— ABOUT THIS EXERCISE —
Your task is to retype all of the records below with complete accuracy.

··· INFORMATION PROVIDED ···

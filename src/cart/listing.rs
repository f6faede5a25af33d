//! Plain-text rendering of a cart's stock and purchase messages.

use crate::cart::stock::{Offer, OfferKind};
use crate::cart::types::humanize_number;

/// Announcement plus one numbered line per offer, then the call to action.
pub fn format_offer_listing(cart_name: &str, stock: &[Offer], currency: &str) -> String {
    let mut text = format!("[{} is bringing the cart around!]\n", cart_name);
    for (index, offer) in stock.iter().enumerate() {
        let price = humanize_number(offer.price);
        let line = match &offer.kind {
            OfferKind::Item(template) => {
                let s = template.effective_stats();
                format!(
                    "[{}] Lvl req {} | {} (Attack: {}, Intelligence: {}, Charisma: {}, Luck: {}, Dexterity: {} [{}]) for {} {}.\n",
                    index + 1,
                    offer.level_requirement,
                    offer.display_name,
                    s.att,
                    s.int,
                    s.cha,
                    s.luck,
                    s.dex,
                    template.hand_label(),
                    price,
                    currency
                )
            }
            OfferKind::Chest(_) => format!(
                "[{}] {} for {} {}.\n",
                index + 1,
                offer.display_name,
                price,
                currency
            ),
        };
        text.push_str(&line);
    }
    text.push_str("Do you want to buy any of these fine items? Tell me which one below:");
    text
}

pub fn quantity_prompt(user: &str, offer: &Offer) -> String {
    format!(
        "{}, how many {} - {} would you like to buy?",
        user,
        offer.display_name,
        humanize_number(offer.price)
    )
}

pub fn purchase_announcement(user: &str, quantity: u64, offer: &Offer, total: u64, currency: &str) -> String {
    format!(
        "{} bought {} {} for {} {} and put it into their backpack.",
        user,
        quantity,
        offer.display_name,
        humanize_number(total),
        currency
    )
}

pub const WASTING_TIME: &str = "You're wasting my time.";

pub fn insufficient_funds(user: &str, currency: &str) -> String {
    format!("{}, you do not have enough {}.", user, currency)
}

pub fn purchase_not_recorded(user: &str, refunded: bool) -> String {
    if refunded {
        format!("{}, the cart could not record your purchase; you were refunded.", user)
    } else {
        format!("{}, the cart could not record your purchase.", user)
    }
}

#[cfg(test)]
mod tests {
    use super::*;
    use crate::cart::catalog::{ItemTemplate, Rarity, Stats};
    use crate::cart::stock::ChestTier;

    #[test]
    fn listing_numbers_offers_from_one() {
        let axe = ItemTemplate {
            name: "Woodsman's Axe".into(),
            rarity: Rarity::Common,
            slots: vec!["left".into(), "right".into()],
            stats: Stats {
                att: 2,
                luck: 1,
                ..Stats::default()
            },
            lvl: 4,
        };
        let stock = vec![Offer::item(axe, 320), Offer::chest(ChestTier::Epic, 100_000)];
        let text = format_offer_listing("Hawl's brother", &stock, "gold");
        let lines: Vec<&str> = text.lines().collect();
        assert_eq!(lines[0], "[Hawl's brother is bringing the cart around!]");
        assert_eq!(
            lines[1],
            "[1] Lvl req 4 | Woodsman's Axe (Attack: 4, Intelligence: 0, Charisma: 0, Luck: 2, Dexterity: 0 [two handed]) for 320 gold."
        );
        assert_eq!(lines[2], "[2] epic chest for 100,000 gold.");
        assert!(lines[3].starts_with("Do you want to buy"));
        assert_eq!(lines.len(), 4);
    }

    #[test]
    fn empty_stock_still_asks() {
        let text = format_offer_listing("Old Marta", &[], "credits");
        assert_eq!(
            text,
            "[Old Marta is bringing the cart around!]\nDo you want to buy any of these fine items? Tell me which one below:"
        );
    }

    #[test]
    fn failure_notice_mentions_refund_only_when_made() {
        assert_eq!(
            purchase_not_recorded("<@1>", true),
            "<@1>, the cart could not record your purchase; you were refunded."
        );
        assert_eq!(
            purchase_not_recorded("<@1>", false),
            "<@1>, the cart could not record your purchase."
        );
    }
}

···

— TASK OUTPUT —
filename src/cart/listing.rs
repository f6faede5a25af33d
//! Plain-text rendering of a cart's stock and purchase messages.

use crate::cart::stock::{Offer, OfferKind};
use crate::cart::types::humanize_number;

/// Announcement plus one numbered line per offer, then the call to action.
pub fn format_offer_listing(cart_name: &str, stock: &[Offer], currency: &str) -> String {
    let mut text = format!("[{} is bringing the cart around!]\n", cart_name);
    for (index, offer) in stock.iter().enumerate() {
        let price = humanize_number(offer.price);
        let line = match &offer.kind {
            OfferKind::Item(template) => {
                let s = template.effective_stats();
                format!(
                    "[{}] Lvl req {} | {} (Attack: {}, Intelligence: {}, Charisma: {}, Luck: {}, Dexterity: {} [{}]) for {} {}.\n",
                    index + 1,
                    offer.level_requirement,
                    offer.display_name,
                    s.att,
                    s.int,
                    s.cha,
                    s.luck,
                    s.dex,
                    template.hand_label(),
                    price,
                    currency
                )
            }
            OfferKind::Chest(_) => format!(
                "[{}] {} for {} {}.\n",
                index + 1,
                offer.display_name,
                price,
                currency
            ),
        };
        text.push_str(&line);
    }
    text.push_str("Do you want to buy any of these fine items? Tell me which one below:");
    text
}

pub fn quantity_prompt(user: &str, offer: &Offer) -> String {
    format!(
        "{}, how many {} - {} would you like to buy?",
        user,
        offer.display_name,
        humanize_number(offer.price)
    )
}

pub fn purchase_announcement(user: &str, quantity: u64, offer: &Offer, total: u64, currency: &str) -> String {
    format!(
        "{} bought {} {} for {} {} and put it into their backpack.",
        user,
        quantity,
        offer.display_name,
        humanize_number(total),
        currency
    )
}

pub const WASTING_TIME: &str = "You're wasting my time.";

pub fn insufficient_funds(user: &str, currency: &str) -> String {
    format!("{}, you do not have enough {}.", user, currency)
}

pub fn purchase_not_recorded(user: &str, refunded: bool) -> String {
    if refunded {
        format!("{}, the cart could not record your purchase; you were refunded.", user)
    } else {
        format!("{}, the cart could not record your purchase.", user)
    }
}

#[cfg(test)]
mod tests {
    use super::*;
    use crate::cart::catalog::{ItemTemplate, Rarity, Stats};
    use crate::cart::stock::ChestTier;

    #[test]
    fn listing_numbers_offers_from_one() {
        let axe = ItemTemplate {
            name: "Woodsman's Axe".into(),
            rarity: Rarity::Common,
            slots: vec!["left".into(), "right".into()],
            stats: Stats {
                att: 2,
                luck: 1,
                ..Stats::default()
            },
            lvl: 4,
        };
        let stock = vec![Offer::item(axe, 320), Offer::chest(ChestTier::Epic, 100_000)];
        let text = format_offer_listing("Hawl's brother", &stock, "gold");
        let lines: Vec<&str> = text.lines().collect();
        assert_eq!(lines[0], "[Hawl's brother is bringing the cart around!]");
        assert_eq!(
            lines[1],
            "[1] Lvl req 4 | Woodsman's Axe (Attack: 4, Intelligence: 0, Charisma: 0, Luck: 2, Dexterity: 0 [two handed]) for 320 gold."
        );
        assert_eq!(lines[2], "[2] epic chest for 100,000 gold.");
        assert!(lines[3].starts_with("Do you want to buy"));
        assert_eq!(lines.len(), 4);
    }

    #[test]
    fn empty_stock_still_asks() {
        let text = format_offer_listing("Old Marta", &[], "credits");
        assert_eq!(
            text,
            "[Old Marta is bringing the cart around!]\nDo you want to buy any of these fine items? Tell me which one below:"
        );
    }

    #[test]
    fn failure_notice_mentions_refund_only_when_made() {
        assert_eq!(
            purchase_not_recorded("<@1>", true),
            "<@1>, the cart could not record your purchase; you were refunded."
        );
        assert_eq!(
            purchase_not_recorded("<@1>", false),
            "<@1>, the cart could not record your purchase."
        );
    }
}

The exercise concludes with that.